* **Brief**:
Please give back word for word the lines below, from the first one through the one with "let profile: EntityProfile".
____ Records for this exercise
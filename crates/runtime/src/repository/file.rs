//! File-based ProfileRepository implementation.

use std::fs;
use std::path::{Path, PathBuf};

use economy_core::EntityId;

use super::error::{RepositoryError, Result};
use super::profile::EntityProfile;
use super::traits::ProfileRepository;

/// Stores each profile as `profile_{entity}.json` under `base_dir`.
///
/// Writes go to a temp file first and are renamed into place, so a crash
/// mid-save leaves the previous profile intact.
pub struct FileProfileRepository {
    base_dir: PathBuf,
}

impl FileProfileRepository {
    pub fn new(base_dir: impl AsRef<Path>) -> Result<Self> {
        let base_dir = base_dir.as_ref().to_path_buf();
        fs::create_dir_all(&base_dir)?;
        Ok(Self { base_dir })
    }

    pub fn base_dir(&self) -> &Path {
        &self.base_dir
    }

    fn profile_path(&self, entity: EntityId) -> PathBuf {
        self.base_dir.join(format!("profile_{}.json", entity.0))
    }
}

impl ProfileRepository for FileProfileRepository {
    fn save(&self, entity: EntityId, profile: &EntityProfile) -> Result<()> {
        let path = self.profile_path(entity);
        let temp_path = path.with_extension("json.tmp");

        let bytes = serde_json::to_vec_pretty(profile)
            .map_err(|e| RepositoryError::Serialization(e.to_string()))?;

        fs::write(&temp_path, bytes)?;
        fs::rename(&temp_path, &path)?;

        tracing::debug!("Saved profile[{}] to {}", entity, path.display());

        Ok(())
    }

    fn load(&self, entity: EntityId) -> Result<Option<EntityProfile>> {
        let path = self.profile_path(entity);

        if !path.exists() {
            return Ok(None);
        }

        let bytes = fs::read(&path)?;
        let profile: EntityProfile =
            serde_json::from_slice(&bytes).map_err(|e| RepositoryError::CorruptedData {
                entity: entity.to_string(),
                reason: e.to_string(),
            })?;

        tracing::debug!("Loaded profile[{}] from {}", entity, path.display());

        Ok(Some(profile))
    }

    fn exists(&self, entity: EntityId) -> bool {
        self.profile_path(entity).exists()
    }

    fn delete(&self, entity: EntityId) -> Result<()> {
        let path = self.profile_path(entity);

        if path.exists() {
            fs::remove_file(&path)?;
            tracing::debug!("Deleted profile[{}]", entity);
        }

        Ok(())
    }

    fn list_entities(&self) -> Result<Vec<EntityId>> {
        let mut entities = Vec::new();

        for entry in fs::read_dir(&self.base_dir)? {
            let path = entry?.path();

            if let Some(filename) = path.file_name().and_then(|s| s.to_str())
                && let Some(id) = filename
                    .strip_prefix("profile_")
                    .and_then(|s| s.strip_suffix(".json"))
                && let Ok(id) = id.parse::<u64>()
            {
                entities.push(EntityId(id));
            }
        }

        entities.sort_unstable();
        Ok(entities)
    }
}
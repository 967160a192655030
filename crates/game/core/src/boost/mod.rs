//! Timed percentage boosts.
//!
//! A [`BoostInstance`] is a value object: once created its window and bonus
//! never change. Expiry is purely a function of `now`, so there are no timer
//! objects; an expired instance is only ever removed and possibly replaced by
//! a brand-new one.

mod error;

pub use error::BoostError;

use crate::category::BonusCategory;
use crate::types::Timestamp;

/// Who a timed boost applies to.
#[derive(
    Clone, Copy, Debug, PartialEq, Eq, Hash, strum::Display, strum::EnumString, strum::AsRefStr,
)]
#[cfg_attr(feature = "serde", derive(serde::Serialize, serde::Deserialize))]
#[strum(serialize_all = "snake_case")]
pub enum BoostScope {
    /// Applies to a single entity; at most one per (entity, category).
    Player,
    /// Applies to every entity; one per category server-wide, never persisted.
    AdminGlobal,
}

/// Lifecycle state of a boost at a given instant.
#[derive(Clone, Copy, Debug, PartialEq, Eq)]
pub enum BoostState {
    Active,
    /// Terminal.
    Expired,
}

/// One active timed modifier.
#[derive(Clone, Debug, PartialEq)]
#[cfg_attr(feature = "serde", derive(serde::Serialize, serde::Deserialize))]
pub struct BoostInstance {
    pub category: BonusCategory,
    pub scope: BoostScope,
    pub start: Timestamp,
    pub end: Timestamp,
    /// Raw percentage, e.g. `12.5` means +12.5%.
    pub bonus_percent: f64,
}

impl BoostInstance {
    /// Creates a boost starting at `start` and lasting `duration_secs`.
    ///
    /// # Errors
    ///
    /// - [`BoostError::InvalidDuration`] if the duration is zero
    /// - [`BoostError::InvalidBonus`] if the bonus is negative or not finite
    pub fn new(
        category: BonusCategory,
        scope: BoostScope,
        start: Timestamp,
        duration_secs: u64,
        bonus_percent: f64,
    ) -> Result<Self, BoostError> {
        let end = start.plus_secs(duration_secs);
        Self::with_window(category, scope, start, end, bonus_percent)
    }

    /// Rebuilds a boost from an explicit window (used when hydrating
    /// persisted state).
    pub fn with_window(
        category: BonusCategory,
        scope: BoostScope,
        start: Timestamp,
        end: Timestamp,
        bonus_percent: f64,
    ) -> Result<Self, BoostError> {
        if end <= start {
            return Err(BoostError::InvalidDuration { start, end });
        }
        if !bonus_percent.is_finite() || bonus_percent < 0.0 {
            return Err(BoostError::InvalidBonus(bonus_percent));
        }

        Ok(Self {
            category,
            scope,
            start,
            end,
            bonus_percent,
        })
    }

    #[inline]
    pub fn is_active(&self, now: Timestamp) -> bool {
        now < self.end
    }

    pub fn state(&self, now: Timestamp) -> BoostState {
        if self.is_active(now) {
            BoostState::Active
        } else {
            BoostState::Expired
        }
    }

    /// Configured duration in milliseconds.
    pub fn duration_millis(&self) -> u64 {
        self.end.millis_since(self.start)
    }

    /// Milliseconds left before expiry (0 once expired).
    pub fn remaining_millis(&self, now: Timestamp) -> u64 {
        self.end.millis_since(now)
    }

    /// Compact `1h 5m 3s` rendering of the remaining time for listings.
    pub fn remaining_display(&self, now: Timestamp) -> String {
        format_duration(self.remaining_millis(now) / 1000)
    }

    /// Bonus contributed at `now`, or `None` once expired.
    #[inline]
    pub fn active_bonus(&self, now: Timestamp) -> Option<f64> {
        self.is_active(now).then_some(self.bonus_percent)
    }
}

/// Renders whole seconds as `Xh Ym Zs`, omitting leading zero units.
pub fn format_duration(total_secs: u64) -> String {
    let hours = total_secs / 3600;
    let minutes = (total_secs % 3600) / 60;
    let seconds = total_secs % 60;

    if hours > 0 {
        format!("{}h {}m {}s", hours, minutes, seconds)
    } else if minutes > 0 {
        format!("{}m {}s", minutes, seconds)
    } else {
        format!("{}s", seconds)
    }
}

#[cfg(test)]
mod tests {
    use super::*;

    fn boost(duration_secs: u64) -> BoostInstance {
        BoostInstance::new(
            BonusCategory::Money,
            BoostScope::Player,
            Timestamp::from_secs(100),
            duration_secs,
            25.0,
        )
        .unwrap()
    }

    #[test]
    fn active_until_end_exclusive() {
        let b = boost(60);
        assert_eq!(b.end, Timestamp::from_secs(160));
        assert!(b.is_active(Timestamp::from_secs(159)));
        assert!(!b.is_active(Timestamp::from_secs(160)));
        assert_eq!(b.state(Timestamp::from_secs(200)), BoostState::Expired);
        assert_eq!(b.active_bonus(Timestamp::from_secs(160)), None);
        assert_eq!(b.active_bonus(Timestamp::from_secs(100)), Some(25.0));
    }

    #[test]
    fn rejects_zero_duration_and_bad_bonus() {
        let zero = BoostInstance::new(
            BonusCategory::Xp,
            BoostScope::Player,
            Timestamp::EPOCH,
            0,
            10.0,
        );
        assert!(matches!(zero, Err(BoostError::InvalidDuration { .. })));

        let negative = BoostInstance::new(
            BonusCategory::Xp,
            BoostScope::Player,
            Timestamp::EPOCH,
            10,
            -1.0,
        );
        assert!(matches!(negative, Err(BoostError::InvalidBonus(_))));

        let nan = BoostInstance::new(
            BonusCategory::Xp,
            BoostScope::Player,
            Timestamp::EPOCH,
            10,
            f64::NAN,
        );
        assert!(matches!(nan, Err(BoostError::InvalidBonus(_))));
    }

    #[test]
    fn remaining_time_rendering() {
        let b = boost(3_725);
        assert_eq!(b.remaining_display(Timestamp::from_secs(100)), "1h 2m 5s");
        assert_eq!(b.remaining_display(Timestamp::from_secs(3_800)), "25s");
        assert_eq!(b.remaining_millis(Timestamp::from_secs(10_000)), 0);
        assert_eq!(b.duration_millis(), 3_725_000);
    }
}
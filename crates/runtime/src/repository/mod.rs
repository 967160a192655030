//! Persistence of per-entity economy state.
//!
//! Only player-scoped data is persisted: timed player boosts, crystals, pets
//! and the equipped crystal set. Admin-global boosts live in memory only.

mod error;
mod file;
mod memory;
mod profile;
mod traits;

pub use error::{RepositoryError, Result};
pub use file::FileProfileRepository;
pub use memory::InMemoryProfileRepo;
pub use profile::{EntityProfile, StoredBoost};
pub use traits::ProfileRepository;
________
* **Output of the exercise**:
filename crates/runtime/src/repository/file.rs
//! File-based ProfileRepository implementation.

use std::fs;
use std::path::{Path, PathBuf};

use economy_core::EntityId;

use super::error::{RepositoryError, Result};
use super::profile::EntityProfile;
use super::traits::ProfileRepository;

/// Stores each profile as `profile_{entity}.json` under `base_dir`.
///
/// Writes go to a temp file first and are renamed into place, so a crash
/// mid-save leaves the previous profile intact.
pub struct FileProfileRepository {
    base_dir: PathBuf,
}

impl FileProfileRepository {
    pub fn new(base_dir: impl AsRef<Path>) -> Result<Self> {
        let base_dir = base_dir.as_ref().to_path_buf();
        fs::create_dir_all(&base_dir)?;
        Ok(Self { base_dir })
    }

    pub fn base_dir(&self) -> &Path {
        &self.base_dir
    }

    fn profile_path(&self, entity: EntityId) -> PathBuf {
        self.base_dir.join(format!("profile_{}.json", entity.0))
    }
}

impl ProfileRepository for FileProfileRepository {
    fn save(&self, entity: EntityId, profile: &EntityProfile) -> Result<()> {
        let path = self.profile_path(entity);
        let temp_path = path.with_extension("json.tmp");

        let bytes = serde_json::to_vec_pretty(profile)
            .map_err(|e| RepositoryError::Serialization(e.to_string()))?;

        fs::write(&temp_path, bytes)?;
        fs::rename(&temp_path, &path)?;

        tracing::debug!("Saved profile[{}] to {}", entity, path.display());

        Ok(())
    }

    fn load(&self, entity: EntityId) -> Result<Option<EntityProfile>> {
        let path = self.profile_path(entity);

        if !path.exists() {
            return Ok(None);
        }

        let bytes = fs::read(&path)?;
        let profile: EntityProfile =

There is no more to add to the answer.